Tell how many lines in the data contain the string "rest", using a single number as the whole reply.
==== DATASET RECORDS
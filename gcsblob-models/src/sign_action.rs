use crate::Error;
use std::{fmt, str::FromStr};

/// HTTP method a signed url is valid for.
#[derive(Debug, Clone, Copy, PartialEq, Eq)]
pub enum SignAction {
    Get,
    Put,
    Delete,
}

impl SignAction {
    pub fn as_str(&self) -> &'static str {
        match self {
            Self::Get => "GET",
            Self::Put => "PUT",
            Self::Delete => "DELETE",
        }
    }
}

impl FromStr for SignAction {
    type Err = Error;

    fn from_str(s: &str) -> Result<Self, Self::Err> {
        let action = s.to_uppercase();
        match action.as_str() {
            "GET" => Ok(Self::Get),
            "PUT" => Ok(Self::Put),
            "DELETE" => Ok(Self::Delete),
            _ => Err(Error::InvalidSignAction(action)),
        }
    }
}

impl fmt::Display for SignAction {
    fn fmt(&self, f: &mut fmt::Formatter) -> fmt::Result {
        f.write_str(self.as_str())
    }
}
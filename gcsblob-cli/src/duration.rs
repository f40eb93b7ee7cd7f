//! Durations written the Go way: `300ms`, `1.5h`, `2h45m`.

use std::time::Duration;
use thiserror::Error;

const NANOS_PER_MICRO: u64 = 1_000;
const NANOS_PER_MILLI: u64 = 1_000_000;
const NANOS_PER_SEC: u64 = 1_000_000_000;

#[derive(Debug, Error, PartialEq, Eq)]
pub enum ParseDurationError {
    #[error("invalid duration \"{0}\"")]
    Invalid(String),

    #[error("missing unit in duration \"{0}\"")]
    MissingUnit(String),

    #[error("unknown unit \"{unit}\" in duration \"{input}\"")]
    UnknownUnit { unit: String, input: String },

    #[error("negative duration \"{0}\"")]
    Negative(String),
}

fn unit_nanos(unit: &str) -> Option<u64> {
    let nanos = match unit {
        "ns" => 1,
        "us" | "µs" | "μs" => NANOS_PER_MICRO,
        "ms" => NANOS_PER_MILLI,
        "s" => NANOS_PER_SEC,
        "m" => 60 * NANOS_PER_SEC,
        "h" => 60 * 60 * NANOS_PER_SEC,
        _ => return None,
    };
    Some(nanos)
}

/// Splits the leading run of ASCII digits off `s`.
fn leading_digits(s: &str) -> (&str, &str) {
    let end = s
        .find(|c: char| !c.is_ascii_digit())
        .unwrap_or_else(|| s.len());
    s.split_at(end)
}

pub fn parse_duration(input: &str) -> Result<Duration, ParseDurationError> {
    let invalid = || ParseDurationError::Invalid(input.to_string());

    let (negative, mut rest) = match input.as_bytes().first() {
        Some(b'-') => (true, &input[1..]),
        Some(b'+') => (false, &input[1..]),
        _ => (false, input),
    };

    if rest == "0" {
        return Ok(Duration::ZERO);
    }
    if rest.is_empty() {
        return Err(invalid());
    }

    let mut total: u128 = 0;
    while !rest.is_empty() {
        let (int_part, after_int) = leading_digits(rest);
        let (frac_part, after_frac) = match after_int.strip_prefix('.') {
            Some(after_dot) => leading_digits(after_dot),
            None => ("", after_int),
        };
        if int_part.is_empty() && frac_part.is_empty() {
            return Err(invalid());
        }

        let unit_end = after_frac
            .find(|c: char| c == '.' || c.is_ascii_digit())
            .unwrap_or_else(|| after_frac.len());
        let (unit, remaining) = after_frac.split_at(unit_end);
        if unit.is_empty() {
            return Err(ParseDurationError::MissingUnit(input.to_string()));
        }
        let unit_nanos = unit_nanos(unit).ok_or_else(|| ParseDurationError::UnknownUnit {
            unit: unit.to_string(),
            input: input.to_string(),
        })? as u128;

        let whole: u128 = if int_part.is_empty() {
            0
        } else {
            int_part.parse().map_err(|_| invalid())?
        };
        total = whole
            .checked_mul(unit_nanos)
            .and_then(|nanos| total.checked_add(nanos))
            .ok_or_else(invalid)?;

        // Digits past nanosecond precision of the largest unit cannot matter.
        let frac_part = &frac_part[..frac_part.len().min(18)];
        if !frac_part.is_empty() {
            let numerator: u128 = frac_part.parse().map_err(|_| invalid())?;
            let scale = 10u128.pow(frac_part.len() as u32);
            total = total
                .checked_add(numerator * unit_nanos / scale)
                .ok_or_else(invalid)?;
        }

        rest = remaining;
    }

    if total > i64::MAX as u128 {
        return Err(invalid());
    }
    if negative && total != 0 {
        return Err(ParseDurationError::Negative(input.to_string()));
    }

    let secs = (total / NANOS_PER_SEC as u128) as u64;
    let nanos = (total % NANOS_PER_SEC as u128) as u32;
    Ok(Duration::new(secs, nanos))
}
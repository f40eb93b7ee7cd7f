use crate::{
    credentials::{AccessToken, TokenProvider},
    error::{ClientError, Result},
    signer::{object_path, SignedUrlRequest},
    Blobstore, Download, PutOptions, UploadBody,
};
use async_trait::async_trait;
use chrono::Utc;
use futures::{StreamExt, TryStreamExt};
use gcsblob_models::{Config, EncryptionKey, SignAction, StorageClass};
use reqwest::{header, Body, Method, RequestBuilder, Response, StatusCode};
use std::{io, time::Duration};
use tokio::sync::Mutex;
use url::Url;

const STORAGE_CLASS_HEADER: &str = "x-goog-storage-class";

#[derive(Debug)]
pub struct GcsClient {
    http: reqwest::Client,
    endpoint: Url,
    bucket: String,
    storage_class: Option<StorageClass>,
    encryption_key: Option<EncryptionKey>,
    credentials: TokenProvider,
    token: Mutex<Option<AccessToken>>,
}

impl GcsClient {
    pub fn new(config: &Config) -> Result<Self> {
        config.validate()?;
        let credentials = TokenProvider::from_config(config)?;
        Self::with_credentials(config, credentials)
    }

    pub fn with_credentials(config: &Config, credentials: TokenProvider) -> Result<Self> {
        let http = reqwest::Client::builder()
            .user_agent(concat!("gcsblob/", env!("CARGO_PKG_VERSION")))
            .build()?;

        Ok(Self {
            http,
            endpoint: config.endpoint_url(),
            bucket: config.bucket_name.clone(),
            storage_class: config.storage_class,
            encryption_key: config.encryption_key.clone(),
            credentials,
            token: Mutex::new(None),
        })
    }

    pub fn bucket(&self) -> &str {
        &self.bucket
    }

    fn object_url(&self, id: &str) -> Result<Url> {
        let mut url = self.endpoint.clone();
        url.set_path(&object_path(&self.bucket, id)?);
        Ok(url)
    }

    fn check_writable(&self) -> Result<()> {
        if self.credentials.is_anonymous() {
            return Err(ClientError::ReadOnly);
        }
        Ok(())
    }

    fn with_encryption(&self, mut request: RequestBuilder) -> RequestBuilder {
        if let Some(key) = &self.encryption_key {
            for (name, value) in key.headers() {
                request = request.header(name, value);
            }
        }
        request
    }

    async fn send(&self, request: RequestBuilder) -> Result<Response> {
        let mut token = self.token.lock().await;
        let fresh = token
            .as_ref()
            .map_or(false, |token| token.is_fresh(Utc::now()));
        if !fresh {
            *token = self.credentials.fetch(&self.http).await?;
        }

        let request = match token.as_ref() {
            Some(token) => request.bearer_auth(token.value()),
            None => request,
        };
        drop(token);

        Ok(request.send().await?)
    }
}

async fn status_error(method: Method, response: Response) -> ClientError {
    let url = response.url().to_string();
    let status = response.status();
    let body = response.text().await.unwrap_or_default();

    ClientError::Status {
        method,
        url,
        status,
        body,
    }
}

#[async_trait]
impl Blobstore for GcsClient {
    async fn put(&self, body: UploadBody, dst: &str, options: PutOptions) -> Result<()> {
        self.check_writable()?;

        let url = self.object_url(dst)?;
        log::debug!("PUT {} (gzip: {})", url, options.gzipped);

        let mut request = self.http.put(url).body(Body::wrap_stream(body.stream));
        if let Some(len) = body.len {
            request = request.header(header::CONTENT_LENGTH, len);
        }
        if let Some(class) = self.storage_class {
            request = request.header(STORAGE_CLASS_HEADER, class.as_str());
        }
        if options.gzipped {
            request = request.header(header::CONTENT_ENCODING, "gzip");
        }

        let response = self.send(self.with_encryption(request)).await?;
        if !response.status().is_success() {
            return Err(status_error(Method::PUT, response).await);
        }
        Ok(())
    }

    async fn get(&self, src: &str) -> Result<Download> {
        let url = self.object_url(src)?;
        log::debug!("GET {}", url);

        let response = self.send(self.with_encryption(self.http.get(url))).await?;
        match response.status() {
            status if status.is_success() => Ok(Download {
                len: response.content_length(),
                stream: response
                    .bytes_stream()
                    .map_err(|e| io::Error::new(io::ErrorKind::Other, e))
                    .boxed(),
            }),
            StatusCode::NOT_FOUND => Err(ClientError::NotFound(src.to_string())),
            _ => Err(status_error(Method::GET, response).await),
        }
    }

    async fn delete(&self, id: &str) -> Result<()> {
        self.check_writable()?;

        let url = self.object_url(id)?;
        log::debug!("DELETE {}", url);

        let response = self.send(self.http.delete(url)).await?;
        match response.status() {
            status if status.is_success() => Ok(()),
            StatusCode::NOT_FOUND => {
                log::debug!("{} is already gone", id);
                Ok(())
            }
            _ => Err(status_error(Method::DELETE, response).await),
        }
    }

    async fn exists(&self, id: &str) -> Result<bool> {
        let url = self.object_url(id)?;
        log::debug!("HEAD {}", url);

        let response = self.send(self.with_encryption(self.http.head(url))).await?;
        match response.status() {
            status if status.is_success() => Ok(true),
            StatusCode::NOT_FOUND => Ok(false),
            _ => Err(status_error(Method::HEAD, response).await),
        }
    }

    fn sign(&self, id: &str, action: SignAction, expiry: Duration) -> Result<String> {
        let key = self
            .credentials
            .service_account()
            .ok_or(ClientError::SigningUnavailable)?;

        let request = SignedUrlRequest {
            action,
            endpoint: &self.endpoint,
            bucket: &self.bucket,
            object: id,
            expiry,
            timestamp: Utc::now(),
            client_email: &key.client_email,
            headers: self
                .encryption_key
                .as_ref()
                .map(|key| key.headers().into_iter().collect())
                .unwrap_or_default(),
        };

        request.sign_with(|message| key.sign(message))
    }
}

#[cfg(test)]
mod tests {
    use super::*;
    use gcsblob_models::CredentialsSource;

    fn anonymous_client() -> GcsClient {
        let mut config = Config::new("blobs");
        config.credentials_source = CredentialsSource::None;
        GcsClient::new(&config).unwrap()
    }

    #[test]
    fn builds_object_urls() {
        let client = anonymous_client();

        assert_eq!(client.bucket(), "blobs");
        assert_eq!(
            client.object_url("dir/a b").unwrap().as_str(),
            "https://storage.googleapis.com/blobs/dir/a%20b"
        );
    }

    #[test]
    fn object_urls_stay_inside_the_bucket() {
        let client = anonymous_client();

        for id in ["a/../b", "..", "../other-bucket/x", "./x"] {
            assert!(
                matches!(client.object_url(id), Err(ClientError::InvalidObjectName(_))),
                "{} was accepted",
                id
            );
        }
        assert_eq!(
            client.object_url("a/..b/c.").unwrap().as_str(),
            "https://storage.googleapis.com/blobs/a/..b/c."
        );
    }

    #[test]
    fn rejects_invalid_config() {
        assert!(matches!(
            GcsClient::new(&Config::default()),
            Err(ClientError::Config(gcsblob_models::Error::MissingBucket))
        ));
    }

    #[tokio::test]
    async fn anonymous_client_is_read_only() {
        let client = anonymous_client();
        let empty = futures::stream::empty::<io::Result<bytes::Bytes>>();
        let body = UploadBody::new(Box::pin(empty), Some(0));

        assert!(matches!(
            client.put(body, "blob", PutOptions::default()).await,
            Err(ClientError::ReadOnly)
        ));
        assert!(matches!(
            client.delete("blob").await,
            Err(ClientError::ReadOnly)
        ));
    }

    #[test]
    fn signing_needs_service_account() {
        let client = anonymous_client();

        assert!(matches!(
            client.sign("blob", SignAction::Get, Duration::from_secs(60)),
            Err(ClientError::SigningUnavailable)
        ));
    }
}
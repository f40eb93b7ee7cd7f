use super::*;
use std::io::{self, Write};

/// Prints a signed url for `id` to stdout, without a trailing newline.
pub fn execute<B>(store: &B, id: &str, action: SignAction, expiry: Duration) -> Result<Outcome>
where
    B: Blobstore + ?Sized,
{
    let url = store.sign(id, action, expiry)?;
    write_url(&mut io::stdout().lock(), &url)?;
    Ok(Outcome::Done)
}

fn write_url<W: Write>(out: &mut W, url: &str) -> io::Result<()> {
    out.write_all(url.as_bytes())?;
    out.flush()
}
========
SOLVED PROBLEM |
6